- **The task**: Reproduce the complete set of records, exactly as they appear.

--- Extracted data ---

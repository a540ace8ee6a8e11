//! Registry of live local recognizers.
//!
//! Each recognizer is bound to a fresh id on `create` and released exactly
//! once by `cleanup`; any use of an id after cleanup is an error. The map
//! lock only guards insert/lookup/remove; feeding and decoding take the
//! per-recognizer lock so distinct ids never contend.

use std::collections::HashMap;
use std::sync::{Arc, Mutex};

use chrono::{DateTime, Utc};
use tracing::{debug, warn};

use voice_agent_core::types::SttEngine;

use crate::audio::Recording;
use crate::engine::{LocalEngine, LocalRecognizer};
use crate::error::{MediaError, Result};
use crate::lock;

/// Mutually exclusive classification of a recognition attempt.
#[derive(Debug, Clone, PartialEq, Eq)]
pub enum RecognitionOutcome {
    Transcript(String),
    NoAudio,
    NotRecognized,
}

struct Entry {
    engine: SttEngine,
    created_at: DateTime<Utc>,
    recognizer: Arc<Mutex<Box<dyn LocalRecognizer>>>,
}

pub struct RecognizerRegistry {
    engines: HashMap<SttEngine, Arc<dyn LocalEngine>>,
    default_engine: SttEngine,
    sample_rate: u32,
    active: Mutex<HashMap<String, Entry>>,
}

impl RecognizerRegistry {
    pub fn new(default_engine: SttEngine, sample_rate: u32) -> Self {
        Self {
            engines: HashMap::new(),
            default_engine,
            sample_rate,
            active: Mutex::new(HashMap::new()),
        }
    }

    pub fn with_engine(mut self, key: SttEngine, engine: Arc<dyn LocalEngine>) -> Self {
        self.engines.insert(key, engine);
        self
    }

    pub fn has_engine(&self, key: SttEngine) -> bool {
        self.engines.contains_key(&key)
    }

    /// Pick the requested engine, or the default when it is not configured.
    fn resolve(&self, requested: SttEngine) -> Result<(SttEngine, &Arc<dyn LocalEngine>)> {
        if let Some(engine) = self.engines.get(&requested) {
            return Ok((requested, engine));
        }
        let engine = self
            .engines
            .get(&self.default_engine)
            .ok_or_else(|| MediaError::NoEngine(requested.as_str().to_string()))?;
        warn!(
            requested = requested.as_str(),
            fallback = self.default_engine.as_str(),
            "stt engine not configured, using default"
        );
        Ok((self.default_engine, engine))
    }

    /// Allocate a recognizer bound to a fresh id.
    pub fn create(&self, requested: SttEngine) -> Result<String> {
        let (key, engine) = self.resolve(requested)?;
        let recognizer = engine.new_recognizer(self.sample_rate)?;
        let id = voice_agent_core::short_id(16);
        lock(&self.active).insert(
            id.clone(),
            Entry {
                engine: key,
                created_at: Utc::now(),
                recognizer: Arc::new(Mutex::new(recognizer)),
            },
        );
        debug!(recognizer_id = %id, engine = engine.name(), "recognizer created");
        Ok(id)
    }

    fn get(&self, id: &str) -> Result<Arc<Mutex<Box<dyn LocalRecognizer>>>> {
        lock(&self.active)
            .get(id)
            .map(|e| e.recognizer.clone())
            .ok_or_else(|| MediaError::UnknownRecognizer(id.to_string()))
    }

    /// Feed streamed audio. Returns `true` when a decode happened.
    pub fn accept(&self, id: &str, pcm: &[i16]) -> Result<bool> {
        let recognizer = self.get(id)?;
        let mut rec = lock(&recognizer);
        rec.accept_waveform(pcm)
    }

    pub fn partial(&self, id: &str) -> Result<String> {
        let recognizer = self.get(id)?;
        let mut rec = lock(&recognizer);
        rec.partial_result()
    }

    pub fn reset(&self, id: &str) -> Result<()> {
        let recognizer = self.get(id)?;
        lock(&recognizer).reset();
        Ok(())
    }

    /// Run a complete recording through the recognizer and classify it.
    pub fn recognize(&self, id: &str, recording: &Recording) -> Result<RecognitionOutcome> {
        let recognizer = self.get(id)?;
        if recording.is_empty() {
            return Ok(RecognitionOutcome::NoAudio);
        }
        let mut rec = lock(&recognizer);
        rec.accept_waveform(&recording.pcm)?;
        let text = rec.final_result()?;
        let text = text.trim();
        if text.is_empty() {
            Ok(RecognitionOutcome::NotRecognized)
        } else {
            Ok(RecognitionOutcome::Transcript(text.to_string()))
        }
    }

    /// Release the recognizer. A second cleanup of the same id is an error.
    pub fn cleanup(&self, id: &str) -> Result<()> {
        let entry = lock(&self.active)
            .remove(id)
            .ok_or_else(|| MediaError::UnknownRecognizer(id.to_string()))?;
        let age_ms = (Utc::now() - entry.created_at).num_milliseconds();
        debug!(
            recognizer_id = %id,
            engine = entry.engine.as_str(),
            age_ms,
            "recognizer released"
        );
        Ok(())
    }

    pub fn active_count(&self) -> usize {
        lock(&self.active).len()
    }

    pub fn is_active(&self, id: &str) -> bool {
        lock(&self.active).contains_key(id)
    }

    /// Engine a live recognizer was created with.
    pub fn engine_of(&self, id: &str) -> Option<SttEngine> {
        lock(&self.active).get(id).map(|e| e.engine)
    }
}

---

- **Output for this exercise**:
repository a540ace8ee6a8e11
//! Registry of live local recognizers.
//!
//! Each recognizer is bound to a fresh id on `create` and released exactly
//! once by `cleanup`; any use of an id after cleanup is an error. The map
//! lock only guards insert/lookup/remove; feeding and decoding take the
//! per-recognizer lock so distinct ids never contend.

use std::collections::HashMap;
use std::sync::{Arc, Mutex};

use chrono::{DateTime, Utc};
use tracing::{debug, warn};

use voice_agent_core::types::SttEngine;

use crate::audio::Recording;
use crate::engine::{LocalEngine, LocalRecognizer};
use crate::error::{MediaError, Result};
use crate::lock;

/// Mutually exclusive classification of a recognition attempt.
#[derive(Debug, Clone, PartialEq, Eq)]
pub enum RecognitionOutcome {
    Transcript(String),
    NoAudio,
    NotRecognized,
}

struct Entry {
    engine: SttEngine,
    created_at: DateTime<Utc>,
    recognizer: Arc<Mutex<Box<dyn LocalRecognizer>>>,
}

pub struct RecognizerRegistry {
    engines: HashMap<SttEngine, Arc<dyn LocalEngine>>,
    default_engine: SttEngine,
    sample_rate: u32,
    active: Mutex<HashMap<String, Entry>>,
}

impl RecognizerRegistry {
    pub fn new(default_engine: SttEngine, sample_rate: u32) -> Self {
        Self {
            engines: HashMap::new(),
            default_engine,
            sample_rate,
            active: Mutex::new(HashMap::new()),
        }
    }

    pub fn with_engine(mut self, key: SttEngine, engine: Arc<dyn LocalEngine>) -> Self {
        self.engines.insert(key, engine);
        self
    }

    pub fn has_engine(&self, key: SttEngine) -> bool {
        self.engines.contains_key(&key)
    }

    /// Pick the requested engine, or the default when it is not configured.
    fn resolve(&self, requested: SttEngine) -> Result<(SttEngine, &Arc<dyn LocalEngine>)> {
        if let Some(engine) = self.engines.get(&requested) {
            return Ok((requested, engine));
        }
        let engine = self
            .engines
            .get(&self.default_engine)
            .ok_or_else(|| MediaError::NoEngine(requested.as_str().to_string()))?;
        warn!(
            requested = requested.as_str(),
            fallback = self.default_engine.as_str(),
            "stt engine not configured, using default"
        );
        Ok((self.default_engine, engine))
    }

    /// Allocate a recognizer bound to a fresh id.
    pub fn create(&self, requested: SttEngine) -> Result<String> {
        let (key, engine) = self.resolve(requested)?;
        let recognizer = engine.new_recognizer(self.sample_rate)?;
        let id = voice_agent_core::short_id(16);
        lock(&self.active).insert(
            id.clone(),
            Entry {
                engine: key,
                created_at: Utc::now(),
                recognizer: Arc::new(Mutex::new(recognizer)),
            },
        );
        debug!(recognizer_id = %id, engine = engine.name(), "recognizer created");
        Ok(id)
    }

    fn get(&self, id: &str) -> Result<Arc<Mutex<Box<dyn LocalRecognizer>>>> {
        lock(&self.active)
            .get(id)
            .map(|e| e.recognizer.clone())
            .ok_or_else(|| MediaError::UnknownRecognizer(id.to_string()))
    }

    /// Feed streamed audio. Returns `true` when a decode happened.
    pub fn accept(&self, id: &str, pcm: &[i16]) -> Result<bool> {
        let recognizer = self.get(id)?;
        let mut rec = lock(&recognizer);
        rec.accept_waveform(pcm)
    }

    pub fn partial(&self, id: &str) -> Result<String> {
        let recognizer = self.get(id)?;
        let mut rec = lock(&recognizer);
        rec.partial_result()
    }

    pub fn reset(&self, id: &str) -> Result<()> {
        let recognizer = self.get(id)?;
        lock(&recognizer).reset();
        Ok(())
    }

    /// Run a complete recording through the recognizer and classify it.
    pub fn recognize(&self, id: &str, recording: &Recording) -> Result<RecognitionOutcome> {
        let recognizer = self.get(id)?;
        if recording.is_empty() {
            return Ok(RecognitionOutcome::NoAudio);
        }
        let mut rec = lock(&recognizer);
        rec.accept_waveform(&recording.pcm)?;
        let text = rec.final_result()?;
        let text = text.trim();
        if text.is_empty() {
            Ok(RecognitionOutcome::NotRecognized)
        } else {
            Ok(RecognitionOutcome::Transcript(text.to_string()))
        }
    }

    /// Release the recognizer. A second cleanup of the same id is an error.
    pub fn cleanup(&self, id: &str) -> Result<()> {
        let entry = lock(&self.active)
            .remove(id)
            .ok_or_else(|| MediaError::UnknownRecognizer(id.to_string()))?;
        let age_ms = (Utc::now() - entry.created_at).num_milliseconds();
        debug!(
            recognizer_id = %id,
            engine = entry.engine.as_str(),
            age_ms,
            "recognizer released"
        );
        Ok(())
    }

    pub fn active_count(&self) -> usize {
        lock(&self.active).len()
    }

    pub fn is_active(&self, id: &str) -> bool {
        lock(&self.active).contains_key(id)
    }

    /// Engine a live recognizer was created with.
    pub fn engine_of(&self, id: &str) -> Option<SttEngine> {
        lock(&self.active).get(id).map(|e| e.engine)
    }
}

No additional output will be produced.